What's so innapropriate? You can't get away from the fact; violence and the threat of physical harm is the ultimate deterrent. The result of liberal policies in parenting are clear. Children are, to all intents and purposes, untouchable. If some little *** puts my windows through with a brick, I'm helpless. To intervene, or even attempt to remonstrate, would likely land me in court. When I was a kid the sort of "antisocial" behaviour that we are subjected to now would have been dealt with by a smack 'round the lughole.
It's not the ultimate deterrent at all. As someone who was subjected to physical violence by a parent to the point where I was taken into care due to childhood physical abuse I can categorically and absolutely say to you that it's not a deterrent. A means of creating another generation that perhaps believes violence is the answer, maybe.

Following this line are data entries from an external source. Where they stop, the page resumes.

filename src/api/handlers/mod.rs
pub mod sentiment;
pub mod system;
pub mod whales;

use axum::body::Bytes;
use axum::http::header::CONTENT_TYPE;
use axum::http::HeaderMap;
use serde::de::DeserializeOwned;

/// Decode an optional JSON request body.
///
/// A blank body, or one not sent as JSON, means "use the defaults". Only a
/// JSON body that fails to decode is an error.
pub(crate) fn optional_json<T: DeserializeOwned + Default>(
    headers: &HeaderMap,
    body: &Bytes,
) -> Result<T, String> {
    if body.iter().all(u8::is_ascii_whitespace) || !is_json(headers) {
        return Ok(T::default());
    }
    serde_json::from_slice(body).map_err(|e| format!("Invalid JSON body: {e}"))
}

fn is_json(headers: &HeaderMap) -> bool {
    headers
        .get(CONTENT_TYPE)
        .and_then(|v| v.to_str().ok())
        .and_then(|v| v.split(';').next())
        .map(|mime| {
            let mime = mime.trim().to_ascii_lowercase();
            mime == "application/json" || mime.ends_with("+json")
        })
        .unwrap_or(false)
}
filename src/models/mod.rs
pub mod message;
pub mod signal;
pub mod trade;
pub mod whale;

pub use message::ChatMessage;
pub use signal::{SentimentLabel, Signal, TokenSentiment};
pub use trade::Transaction;
pub use whale::{WhaleListing, WhaleSnapshot};

use serde::{Deserialize, Serialize};
use std::fmt;

// ---------------------------------------------------------------------------
// Direction
// ---------------------------------------------------------------------------

/// Direction of a transfer relative to the watched address.
#[derive(Debug, Clone, Copy, PartialEq, Eq, Serialize, Deserialize)]
#[serde(rename_all = "lowercase")]
pub enum Direction {
    Buy,
    Sell,
}

impl Direction {
    /// The watched address sending tokens out is a sell; anything else is a buy.
    pub fn relative_to(sender: &str, watched: &str) -> Self {
        if sender.to_lowercase() == watched.to_lowercase() {
            Direction::Sell
        } else {
            Direction::Buy
        }
    }

    pub fn as_str(&self) -> &'static str {
        match self {
            Direction::Buy => "buy",
            Direction::Sell => "sell",
        }
    }
}

impl fmt::Display for Direction {
    fn fmt(&self, f: &mut fmt::Formatter<'_>) -> fmt::Result {
        f.write_str(self.as_str())
    }
}
pub mod api;
pub mod config;
pub mod db;
pub mod errors;
pub mod intelligence;
pub mod metrics;
pub mod models;
pub mod moralis;
pub mod services;

use std::sync::Arc;

use metrics_exporter_prometheus::PrometheusHandle;

use crate::config::AppConfig;
use crate::db::{SentimentStore, WhaleStore};
use crate::services::WhaleTracker;

#[derive(Clone)]
pub struct AppState {
    pub config: AppConfig,
    pub tracker: Arc<WhaleTracker>,
    /// Same store the tracker writes to.
    pub whales: Arc<WhaleStore>,
    pub sentiment: Arc<SentimentStore>,
    pub metrics_handle: PrometheusHandle,
}

impl AppState {
    pub fn new(
        config: AppConfig,
        tracker: Arc<WhaleTracker>,
        sentiment: Arc<SentimentStore>,
        metrics_handle: PrometheusHandle,
    ) -> Self {
        Self {
            whales: tracker.store().clone(),
            config,
            tracker,
            sentiment,
            metrics_handle,
        }
    }
}
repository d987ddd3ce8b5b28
pub mod handlers;
pub mod router;
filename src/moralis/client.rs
use std::time::Duration;

use async_trait::async_trait;
use reqwest::{Client, StatusCode};
use thiserror::Error;

use super::types::{RawTransfer, TransferPage};
use super::{TransferQuery, TransferSource};

const MORALIS_API_BASE: &str = "https://deep-index.moralis.io/api/v2.2";

#[derive(Debug, Error)]
pub enum FetchError {
    #[error("HTTP request failed: {0}")]
    Http(#[from] reqwest::Error),

    #[error("upstream returned {status}: {body}")]
    Status { status: StatusCode, body: String },

    #[error("upstream fetch timed out after {0:?}")]
    Timeout(Duration),

    #[error("MORALIS_API_KEY is not configured")]
    MissingApiKey,

    #[error("unexpected response: {0}")]
    Unexpected(String),
}

/// Client for the Moralis wallet ERC-20 transfers endpoint.
#[derive(Debug, Clone)]
pub struct MoralisClient {
    http: Client,
    base_url: String,
    api_key: Option<String>,
}

impl MoralisClient {
    pub fn new(http: Client, api_key: Option<String>) -> Self {
        Self {
            http,
            base_url: MORALIS_API_BASE.into(),
            api_key,
        }
    }

    pub fn with_base_url(mut self, base_url: impl Into<String>) -> Self {
        self.base_url = base_url.into().trim_end_matches('/').to_string();
        self
    }

    /// Build a client whose requests give up after `timeout`.
    pub fn from_config(
        api_key: Option<String>,
        base_url: Option<String>,
        timeout: Duration,
    ) -> Result<Self, FetchError> {
        let http = Client::builder().timeout(timeout).build()?;
        let client = Self::new(http, api_key);
        Ok(match base_url {
            Some(url) => client.with_base_url(url),
            None => client,
        })
    }

    /// Fetch the most recent transfers of one token for a wallet, newest first.
    pub async fn get_wallet_token_transfers(
        &self,
        query: &TransferQuery,
    ) -> Result<Vec<RawTransfer>, FetchError> {
        let api_key = self.api_key.as_deref().ok_or(FetchError::MissingApiKey)?;

        let url = format!("{}/{}/erc20/transfers", self.base_url, query.address);
        let limit = query.limit.to_string();
        let resp = self
            .http
            .get(&url)
            .header("X-API-Key", api_key)
            .header("accept", "application/json")
            .query(&[
                ("chain", query.chain.as_str()),
                ("contract_addresses[0]", query.token_contract.as_str()),
                ("limit", limit.as_str()),
                ("order", "DESC"),
            ])
            .send()
            .await?;

        let status = resp.status();
        if !status.is_success() {
            let body = resp.text().await.unwrap_or_default();
            return Err(FetchError::Status { status, body });
        }

        let page: TransferPage = resp
            .json()
            .await
            .map_err(|e| FetchError::Unexpected(e.to_string()))?;

        tracing::debug!(
            address = %query.address,
            count = page.result.len(),
            "Fetched token transfers"
        );

        Ok(page.result)
    }
}

#[async_trait]
impl TransferSource for MoralisClient {
    async fn fetch_transfers(&self, query: &TransferQuery) -> Result<Vec<RawTransfer>, FetchError> {
        self.get_wallet_token_transfers(query).await
    }
}

#[cfg(test)]
mod tests {
    use super::*;

    #[tokio::test]
    async fn test_missing_api_key_fails_before_network() {
        let client = MoralisClient::new(Client::new(), None).with_base_url("http://127.0.0.1:1/");
        let query = TransferQuery {
            address: "0xabc".into(),
            token_contract: "0xdef".into(),
            chain: "0xa4b1".into(),
            limit: 30,
        };
        let err = client.fetch_transfers(&query).await.unwrap_err();
        assert!(matches!(err, FetchError::MissingApiKey));
    }

    #[test]
    fn test_base_url_trailing_slash_trimmed() {
        let client = MoralisClient::new(Client::new(), None).with_base_url("http://localhost:9000/");
        assert_eq!(client.base_url, "http://localhost:9000");
    }
}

Yes, through violence, I developed a Pavlovian response that means I gain and maintain good eye contact with people who are talking to me -- "look at me when I'm talking to you" *whack*. Did it teach me about general risks, dangers, right from wrong? I don't think so. You cannot tell a child: It's wrong for you to bully and hit your classmates, when you're reinforcing that with violence. Your child doesn't learn not to be violent, your child learns that it's okay to be violent, because you're leading by example.
No amount of attemps at disaplin worked on me as a kid. All sorts of things were tried without success. Having to sit in a corner, having to stay in my room, being spanked, etc. If I didn't understand the reason why I was suppose to do or not suppose to do somethiing, not even attempts at trying to make be fear punishment worked. I just wasn't afraid or lack the understanding of fear like any emotions.
I probably could drive parents nuts with the concept that parents are the last people to know whats best for there kids because there too emotional/physically/mentally involved in the situation to look at the situation objectively enough to know what would or wouldn't work.